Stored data
-=-=-=-=-

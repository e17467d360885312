//! Redis-backed [`Backend`], for deployments that need bucket state shared
//! across instances (`spec.md` §4.1). Gated behind the `redis-backend`
//! feature; dependency sourced from the `redis` crate used the same way in
//! the reference caddy Redis storage module (`connection-manager`,
//! `tokio-comp`).

use std::time::Duration;

use async_trait::async_trait;
use redis::aio::ConnectionManager;
use redis::{AsyncCommands, Script};

use super::{Backend, BackendError, BackendResult};

fn map_err(err: redis::RedisError) -> BackendError {
    BackendError::new(err.to_string())
}

fn ttl_secs(ttl: Duration) -> i64 {
    ttl.as_secs().max(1) as i64
}

/// Atomic compare-and-swap via `EVAL`: Redis has no native CAS primitive, so
/// the check-then-set runs inside a Lua script to stay linearizable against
/// concurrent callers.
const CAS_SCRIPT: &str = r#"
local current = redis.call("GET", KEYS[1])
local matches
if ARGV[4] == "1" then
    matches = (current == false)
else
    matches = (current == ARGV[1])
end
if matches then
    if ARGV[3] == "" then
        redis.call("SET", KEYS[1], ARGV[2])
    else
        redis.call("SET", KEYS[1], ARGV[2], "EX", ARGV[3])
    end
    return 1
else
    return 0
end
"#;

/// Wraps a `redis::aio::ConnectionManager`, which transparently reconnects
/// and pipelines requests over a single multiplexed connection.
pub struct RedisBackend {
    conn: ConnectionManager,
}

impl RedisBackend {
    pub async fn connect(url: &str) -> BackendResult<Self> {
        let client = redis::Client::open(url).map_err(map_err)?;
        let conn = client.get_connection_manager().await.map_err(map_err)?;
        Ok(Self { conn })
    }

    pub fn new(conn: ConnectionManager) -> Self {
        Self { conn }
    }
}

#[async_trait]
impl Backend for RedisBackend {
    async fn get(&self, key: &str) -> BackendResult<Option<Vec<u8>>> {
        let mut conn = self.conn.clone();
        conn.get(key).await.map_err(map_err)
    }

    async fn set(&self, key: &str, value: Vec<u8>, ttl: Duration) -> BackendResult<()> {
        let mut conn = self.conn.clone();
        if ttl.is_zero() {
            conn.set(key, value).await.map_err(map_err)
        } else {
            conn.set_ex(key, value, ttl.as_secs().max(1)).await.map_err(map_err)
        }
    }

    async fn increment(&self, key: &str, delta: i64, ttl: Duration) -> BackendResult<i64> {
        let mut conn = self.conn.clone();
        let new_value: i64 = conn.incr(key, delta).await.map_err(map_err)?;
        if !ttl.is_zero() {
            let _: () = conn.expire(key, ttl_secs(ttl)).await.map_err(map_err)?;
        }
        Ok(new_value)
    }

    async fn append_timestamp(&self, key: &str, ts: f64, ttl: Duration) -> BackendResult<()> {
        let mut conn = self.conn.clone();
        // A plain stringified timestamp collides as a sorted-set member when
        // two samples land at the same instant, silently merging them into
        // one entry. A per-key sequence number keeps every append distinct
        // while the score (the timestamp itself) still drives range queries.
        let seq: i64 = conn.incr(format!("{key}:seq"), 1).await.map_err(map_err)?;
        let member = format!("{ts}:{seq}");
        let _: () = conn.zadd(key, member, ts).await.map_err(map_err)?;
        if !ttl.is_zero() {
            let _: () = conn.expire(key, ttl_secs(ttl)).await.map_err(map_err)?;
            let _: () = conn.expire(format!("{key}:seq"), ttl_secs(ttl)).await.map_err(map_err)?;
        }
        Ok(())
    }

    async fn trim_before(&self, key: &str, cutoff: f64) -> BackendResult<()> {
        let mut conn = self.conn.clone();
        let _: () = conn
            .zrembyscore(key, f64::NEG_INFINITY, cutoff - f64::EPSILON)
            .await
            .map_err(map_err)?;
        Ok(())
    }

    async fn count_after(&self, key: &str, cutoff: f64) -> BackendResult<u64> {
        let mut conn = self.conn.clone();
        let count: u64 = conn.zcount(key, cutoff, f64::INFINITY).await.map_err(map_err)?;
        Ok(count)
    }

    async fn oldest_after(&self, key: &str, cutoff: f64) -> BackendResult<Option<f64>> {
        let mut conn = self.conn.clone();
        let members: Vec<String> = conn
            .zrangebyscore_limit(key, cutoff, f64::INFINITY, 0, 1)
            .await
            .map_err(map_err)?;
        // Members are `"{ts}:{seq}"` (see `append_timestamp`); the score
        // itself is the authoritative timestamp, but it isn't returned by a
        // plain `ZRANGEBYSCORE`, so recover it from the member's prefix.
        Ok(members
            .first()
            .and_then(|m| m.rsplit_once(':'))
            .and_then(|(ts, _seq)| ts.parse().ok()))
    }

    async fn exists(&self, key: &str) -> BackendResult<bool> {
        let mut conn = self.conn.clone();
        conn.exists(key).await.map_err(map_err)
    }

    async fn delete(&self, key: &str) -> BackendResult<bool> {
        let mut conn = self.conn.clone();
        let removed: u64 = conn.del(key).await.map_err(map_err)?;
        Ok(removed > 0)
    }

    async fn compare_and_swap(
        &self,
        key: &str,
        expected: Option<Vec<u8>>,
        new: Vec<u8>,
        ttl: Duration,
    ) -> BackendResult<bool> {
        let mut conn = self.conn.clone();
        let expected_is_none = expected.is_none();
        let expected = expected.unwrap_or_default();
        let ttl_arg = if ttl.is_zero() { String::new() } else { ttl_secs(ttl).to_string() };

        let result: i64 = Script::new(CAS_SCRIPT)
            .key(key)
            .arg(expected)
            .arg(new)
            .arg(ttl_arg)
            .arg(if expected_is_none { "1" } else { "0" })
            .invoke_async(&mut conn)
            .await
            .map_err(map_err)?;
        Ok(result == 1)
    }
}
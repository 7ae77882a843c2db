use super::*;
use chrono::{TimeZone, Utc};
use deadliner_core::task::{Category, Task};

fn task(description: &str, category: Option<&str>) -> Task {
    let deadline = Utc.with_ymd_and_hms(2025, 10, 16, 6, 5, 0).unwrap();
    Task {
        id: "abc".to_string(),
        name: "Buy milk".to_string(),
        description: description.to_string(),
        deadline,
        owner: "tg_1".to_string(),
        category: category.map(|name| Category {
            id: 1,
            name: name.to_string(),
            created_at: deadline,
        }),
        created_at: deadline,
        reminder_sent_at: None,
    }
}

#[test]
fn test_all_keys_have_english_fallback() {
    let keys = [
        "reminder_title",
        "deadline_label",
        "category_label",
        "empty_description",
        "empty_category",
        "no_tasks",
        "reminder_sent",
    ];
    for key in keys {
        assert_ne!(t(key, "English"), "???", "missing English for {key}");
        assert_ne!(t(key, "Russian"), "???", "missing Russian for {key}");
        assert_eq!(t(key, "Klingon"), t(key, "English"));
    }
    assert_eq!(t("no_such_key", "English"), "???");
}

#[test]
fn test_readable_datetime_russian_in_timezone() {
    let at = Utc.with_ymd_and_hms(2025, 10, 16, 6, 5, 0).unwrap();
    // Moscow is UTC+3 all year.
    assert_eq!(
        readable_datetime("Russian", at, chrono_tz::Europe::Moscow),
        "9:05, 16 октября 2025"
    );
}

#[test]
fn test_readable_datetime_crosses_date_line() {
    let at = Utc.with_ymd_and_hms(2025, 1, 1, 3, 30, 0).unwrap();
    // Adak is UTC-10 in winter: still New Year's Eve.
    assert_eq!(
        readable_datetime("English", at, chrono_tz::America::Adak),
        "17:30, 31 December 2024"
    );
}

#[test]
fn test_reminder_message_placeholders() {
    let text = reminder_message("Russian", &task("", None), chrono_tz::UTC);
    assert!(text.contains("<b>Напоминание о задаче</b>"));
    assert!(text.contains("<b>Buy milk</b>"));
    assert!(text.contains("Без описания"));
    assert!(text.contains("Категория: Не указана"));
    assert!(text.contains("Срок выполнения: <b>6:05, 16 октября 2025</b>"));
}

#[test]
fn test_reminder_message_with_fields() {
    let text = reminder_message(
        "English",
        &task("Not less than 3.2% & fresh", Some("Shopping")),
        chrono_tz::UTC,
    );
    assert!(text.contains("Task reminder"));
    assert!(text.contains("Not less than 3.2% &amp; fresh"));
    assert!(text.contains("Category: Shopping"));
    assert!(text.contains("Due: <b>6:05, 16 October 2025</b>"));
}

#[test]
fn test_escape_html() {
    assert_eq!(escape_html("<a & b>"), "&lt;a &amp; b&gt;");
}

#[test]
fn test_task_line() {
    let mut item = task("", Some("Work"));
    item.reminder_sent_at = Some(item.deadline);
    let line = task_line("English", &item, chrono_tz::UTC);
    assert_eq!(
        line,
        "abc  Buy milk  [6:05, 16 October 2025]  #Work  (reminder sent)"
    );
}
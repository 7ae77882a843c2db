//! Reminder scheduling. Keeps exactly one deferred job per task with a
//! future deadline, and delivers it when the deadline arrives.
//!
//! - `scheduler`: reacts to task create/update/delete
//! - `dispatcher`: runs at fire time, re-validates, sends
//! - `worker`: polls the job queue and hands due jobs to the dispatcher

mod dispatcher;
mod scheduler;
mod worker;


pub use dispatcher::{DispatchOutcome, DispatchSkip, ReminderDispatcher};
pub use scheduler::{ReminderScheduler, ScheduleOutcome, SkipReason};
pub use worker::ReminderWorker;
//! Internationalization: localized strings for reminders and task listings.
//!
//! Uses a simple `t(key, lang)` function for static strings and
//! format helpers for strings with interpolation.
//! Supported languages: English (fallback), Russian.

mod format;

#[cfg(test)]
mod tests;

pub use format::*;

/// Return a localized static string for `key` in the given `lang`.
/// Falls back to English for unsupported languages, `???` for unknown keys.
pub fn t(key: &str, lang: &str) -> &'static str {
    match key {
        "reminder_title" => match lang {
            "Russian" => "Напоминание о задаче",
            _ => "Task reminder",
        },
        "deadline_label" => match lang {
            "Russian" => "Срок выполнения",
            _ => "Due",
        },
        "category_label" => match lang {
            "Russian" => "Категория",
            _ => "Category",
        },
        "empty_description" => match lang {
            "Russian" => "Без описания",
            _ => "No description",
        },
        "empty_category" => match lang {
            "Russian" => "Не указана",
            _ => "Not set",
        },
        "no_tasks" => match lang {
            "Russian" => "У вас пока нет задач.",
            _ => "You have no tasks yet.",
        },
        "reminder_sent" => match lang {
            "Russian" => "напоминание отправлено",
            _ => "reminder sent",
        },
        _ => "???",
    }
}
//! Job handle store: which deferred job is outstanding for each task.
//!
//! Rows live until explicitly deleted; nothing here expires.

use super::Store;
use async_trait::async_trait;
use deadliner_core::{error::DeadlinerError, traits::HandleStore};

#[async_trait]
impl HandleStore for Store {
    async fn get_handle(&self, task_id: &str) -> Result<Option<String>, DeadlinerError> {
        let row: Option<(String,)> =
            sqlx::query_as("SELECT job_id FROM reminder_handles WHERE task_id = ?")
                .bind(task_id)
                .fetch_optional(&self.pool)
                .await
                .map_err(|e| DeadlinerError::Store(format!("get handle failed: {e}")))?;
        Ok(row.map(|(job_id,)| job_id))
    }

    async fn set_handle(&self, task_id: &str, job_id: &str) -> Result<(), DeadlinerError> {
        sqlx::query(
            "INSERT INTO reminder_handles (task_id, job_id, updated_at) \
             VALUES (?, ?, datetime('now')) \
             ON CONFLICT(task_id) DO UPDATE SET job_id = excluded.job_id, \
             updated_at = excluded.updated_at",
        )
        .bind(task_id)
        .bind(job_id)
        .execute(&self.pool)
        .await
        .map_err(|e| DeadlinerError::Store(format!("set handle failed: {e}")))?;
        Ok(())
    }

    async fn delete_handle(&self, task_id: &str) -> Result<bool, DeadlinerError> {
        let result = sqlx::query("DELETE FROM reminder_handles WHERE task_id = ?")
            .bind(task_id)
            .execute(&self.pool)
            .await
            .map_err(|e| DeadlinerError::Store(format!("delete handle failed: {e}")))?;
        Ok(result.rows_affected() > 0)
    }
}

impl Store {
    /// Number of tasks with an outstanding job handle.
    pub async fn count_handles(&self) -> Result<i64, DeadlinerError> {
        let (count,): (i64,) = sqlx::query_as("SELECT COUNT(*) FROM reminder_handles")
            .fetch_one(&self.pool)
            .await
            .map_err(|e| DeadlinerError::Store(format!("count handles failed: {e}")))?;
        Ok(count)
    }
}
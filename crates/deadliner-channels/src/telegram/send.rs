//! Message sending.

use super::types::{TgResponse, TgSentMessage};
use super::{TelegramNotifier, MAX_MESSAGE_LEN};
use crate::utils::split_message;
use deadliner_core::error::DeadlinerError;
use tracing::{debug, warn};

impl TelegramNotifier {
    /// Send an HTML-formatted text message to a chat, splitting it when it
    /// exceeds Telegram's limit. Falls back to plain text if Telegram
    /// rejects the markup.
    pub(crate) async fn send_text(&self, chat_id: i64, text: &str) -> Result<(), DeadlinerError> {
        for chunk in split_message(text, MAX_MESSAGE_LEN) {
            let body = serde_json::json!({
                "chat_id": chat_id,
                "text": chunk,
                "parse_mode": "HTML",
            });

            match self.post_message(&body).await {
                Ok(message_id) => {
                    debug!("telegram: delivered message {message_id} to chat {chat_id}");
                }
                Err(e) if e.to_string().contains("can't parse entities") => {
                    warn!("HTML parse failed, retrying as plain text: {e}");
                    let plain_body = serde_json::json!({
                        "chat_id": chat_id,
                        "text": chunk,
                    });
                    self.post_message(&plain_body).await.map_err(|e| {
                        DeadlinerError::Gateway(format!("telegram send (plain fallback) failed: {e}"))
                    })?;
                }
                Err(e) => return Err(e),
            }
        }

        Ok(())
    }

    /// POST one `sendMessage` call. Returns the delivered message id.
    async fn post_message(&self, body: &serde_json::Value) -> Result<i64, DeadlinerError> {
        let url = format!("{}/sendMessage", self.base_url);
        let resp = self
            .client
            .post(&url)
            .json(body)
            .send()
            .await
            .map_err(|e| DeadlinerError::Gateway(format!("telegram send failed: {e}")))?;

        let status = resp.status();
        let text = resp.text().await.unwrap_or_default();
        let parsed: Option<TgResponse<TgSentMessage>> = serde_json::from_str(&text).ok();

        match parsed {
            Some(TgResponse {
                ok: true,
                result: Some(msg),
                ..
            }) if status.is_success() => Ok(msg.message_id),
            Some(TgResponse {
                description: Some(description),
                ..
            }) => Err(DeadlinerError::Gateway(format!(
                "telegram send failed ({status}): {description}"
            ))),
            _ => Err(DeadlinerError::Gateway(format!(
                "telegram send failed ({status}): {text}"
            ))),
        }
    }
}
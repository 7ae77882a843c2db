//! Task CRUD and the reminder-sent marker.

use super::{format_ts, parse_ts, Store};
use async_trait::async_trait;
use chrono::{DateTime, Utc};
use deadliner_core::{
    error::DeadlinerError,
    task::{Category, NewTask, Task, TaskChanges},
    traits::TaskSource,
};
use uuid::Uuid;

const TASK_COLUMNS: &str = "t.id, t.name, t.description, t.deadline, t.owner, t.created_at, \
     t.reminder_sent_at, c.id, c.name, c.created_at \
     FROM tasks t LEFT JOIN categories c ON c.id = t.category_id";

/// (id, name, description, deadline, owner, created_at, reminder_sent_at,
///  category id, category name, category created_at)
type TaskRow = (
    String,
    String,
    String,
    String,
    String,
    String,
    Option<String>,
    Option<i64>,
    Option<String>,
    Option<String>,
);

impl Store {
    /// Insert a new task. Task names are unique.
    pub async fn create_task(&self, new: &NewTask) -> Result<Task, DeadlinerError> {
        let id = Uuid::new_v4().to_string();
        sqlx::query(
            "INSERT INTO tasks (id, name, description, deadline, owner, category_id, created_at) \
             VALUES (?, ?, ?, ?, ?, ?, ?)",
        )
        .bind(&id)
        .bind(&new.name)
        .bind(&new.description)
        .bind(format_ts(new.deadline))
        .bind(&new.owner)
        .bind(new.category_id)
        .bind(format_ts(Utc::now()))
        .execute(&self.pool)
        .await
        .map_err(|e| write_error("create task", &new.name, e))?;

        self.get_task(&id)
            .await?
            .ok_or_else(|| DeadlinerError::NotFound(format!("task {id} vanished after insert")))
    }

    /// Fetch a task by id.
    pub async fn get_task(&self, id: &str) -> Result<Option<Task>, DeadlinerError> {
        let row: Option<TaskRow> =
            sqlx::query_as(&format!("SELECT {TASK_COLUMNS} WHERE t.id = ?"))
                .bind(id)
                .fetch_optional(&self.pool)
                .await
                .map_err(|e| DeadlinerError::Store(format!("get task failed: {e}")))?;

        row.map(task_from_row).transpose()
    }

    /// Tasks belonging to an owner, soonest deadline first.
    pub async fn list_tasks_for_owner(&self, owner: &str) -> Result<Vec<Task>, DeadlinerError> {
        let rows: Vec<TaskRow> = sqlx::query_as(&format!(
            "SELECT {TASK_COLUMNS} WHERE t.owner = ? ORDER BY t.deadline ASC"
        ))
        .bind(owner)
        .fetch_all(&self.pool)
        .await
        .map_err(|e| DeadlinerError::Store(format!("list tasks failed: {e}")))?;

        rows.into_iter().map(task_from_row).collect()
    }

    /// Apply a partial update. Returns the updated task, or `None` if the
    /// task does not exist.
    ///
    /// Moving the deadline to a different value after `now` clears the
    /// reminder-sent marker, so the new deadline gets its own reminder.
    pub async fn update_task(
        &self,
        id: &str,
        changes: &TaskChanges,
        now: DateTime<Utc>,
    ) -> Result<Option<Task>, DeadlinerError> {
        let Some(current) = self.get_task(id).await? else {
            return Ok(None);
        };
        if changes.is_empty() {
            return Ok(Some(current));
        }

        let mut sets = Vec::new();
        let mut values: Vec<Option<String>> = Vec::new();

        if let Some(ref name) = changes.name {
            sets.push("name = ?");
            values.push(Some(name.clone()));
        }
        if let Some(ref description) = changes.description {
            sets.push("description = ?");
            values.push(Some(description.clone()));
        }
        if let Some(deadline) = changes.deadline {
            sets.push("deadline = ?");
            values.push(Some(format_ts(deadline)));
            if format_ts(deadline) != format_ts(current.deadline) && deadline > now {
                sets.push("reminder_sent_at = NULL");
            }
        }
        if let Some(category_id) = changes.category_id {
            sets.push("category_id = ?");
            values.push(category_id.map(|c| c.to_string()));
        }

        let sql = format!("UPDATE tasks SET {} WHERE id = ?", sets.join(", "));
        let mut query = sqlx::query(&sql);
        for v in &values {
            query = query.bind(v);
        }
        query
            .bind(id)
            .execute(&self.pool)
            .await
            .map_err(|e| write_error("update task", changes.name.as_deref().unwrap_or(id), e))?;

        self.get_task(id).await
    }

    /// Delete a task. Returns `true` if a row was removed.
    pub async fn delete_task(&self, id: &str) -> Result<bool, DeadlinerError> {
        let result = sqlx::query("DELETE FROM tasks WHERE id = ?")
            .bind(id)
            .execute(&self.pool)
            .await
            .map_err(|e| DeadlinerError::Store(format!("delete task failed: {e}")))?;

        Ok(result.rows_affected() > 0)
    }

    /// Record that a reminder was delivered for the task's current deadline.
    pub async fn mark_reminder_sent(
        &self,
        id: &str,
        at: DateTime<Utc>,
    ) -> Result<(), DeadlinerError> {
        sqlx::query("UPDATE tasks SET reminder_sent_at = ? WHERE id = ?")
            .bind(format_ts(at))
            .bind(id)
            .execute(&self.pool)
            .await
            .map_err(|e| DeadlinerError::Store(format!("mark reminder sent failed: {e}")))?;
        Ok(())
    }
}

#[async_trait]
impl TaskSource for Store {
    async fn task_by_id(&self, task_id: &str) -> Result<Option<Task>, DeadlinerError> {
        self.get_task(task_id).await
    }

    async fn mark_reminder_sent(
        &self,
        task_id: &str,
        at: DateTime<Utc>,
    ) -> Result<(), DeadlinerError> {
        Store::mark_reminder_sent(self, task_id, at).await
    }
}

fn task_from_row(row: TaskRow) -> Result<Task, DeadlinerError> {
    let (
        id,
        name,
        description,
        deadline,
        owner,
        created_at,
        reminder_sent_at,
        category_id,
        category_name,
        category_created_at,
    ) = row;

    let category = match (category_id, category_name, category_created_at) {
        (Some(id), Some(name), Some(created_at)) => Some(Category {
            id,
            name,
            created_at: parse_ts(&created_at)?,
        }),
        _ => None,
    };

    Ok(Task {
        id,
        name,
        description,
        deadline: parse_ts(&deadline)?,
        owner,
        category,
        created_at: parse_ts(&created_at)?,
        reminder_sent_at: reminder_sent_at.as_deref().map(parse_ts).transpose()?,
    })
}

/// Map a write failure, surfacing unique-name conflicts as invalid input.
fn write_error(action: &str, name: &str, e: sqlx::Error) -> DeadlinerError {
    let unique = e
        .as_database_error()
        .map(|d| d.is_unique_violation())
        .unwrap_or(false);
    if unique {
        DeadlinerError::InvalidInput(format!("a task named '{name}' already exists"))
    } else {
        DeadlinerError::Store(format!("{action} failed: {e}"))
    }
}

-=-=-=-=-

• [EXERCISE DIRECTIONS]:
Among the lines of the data above, find those with the word "false" and show them.

• [WRITTEN SOLUTION]:
    matches = (current == false)
        .unwrap_or(false);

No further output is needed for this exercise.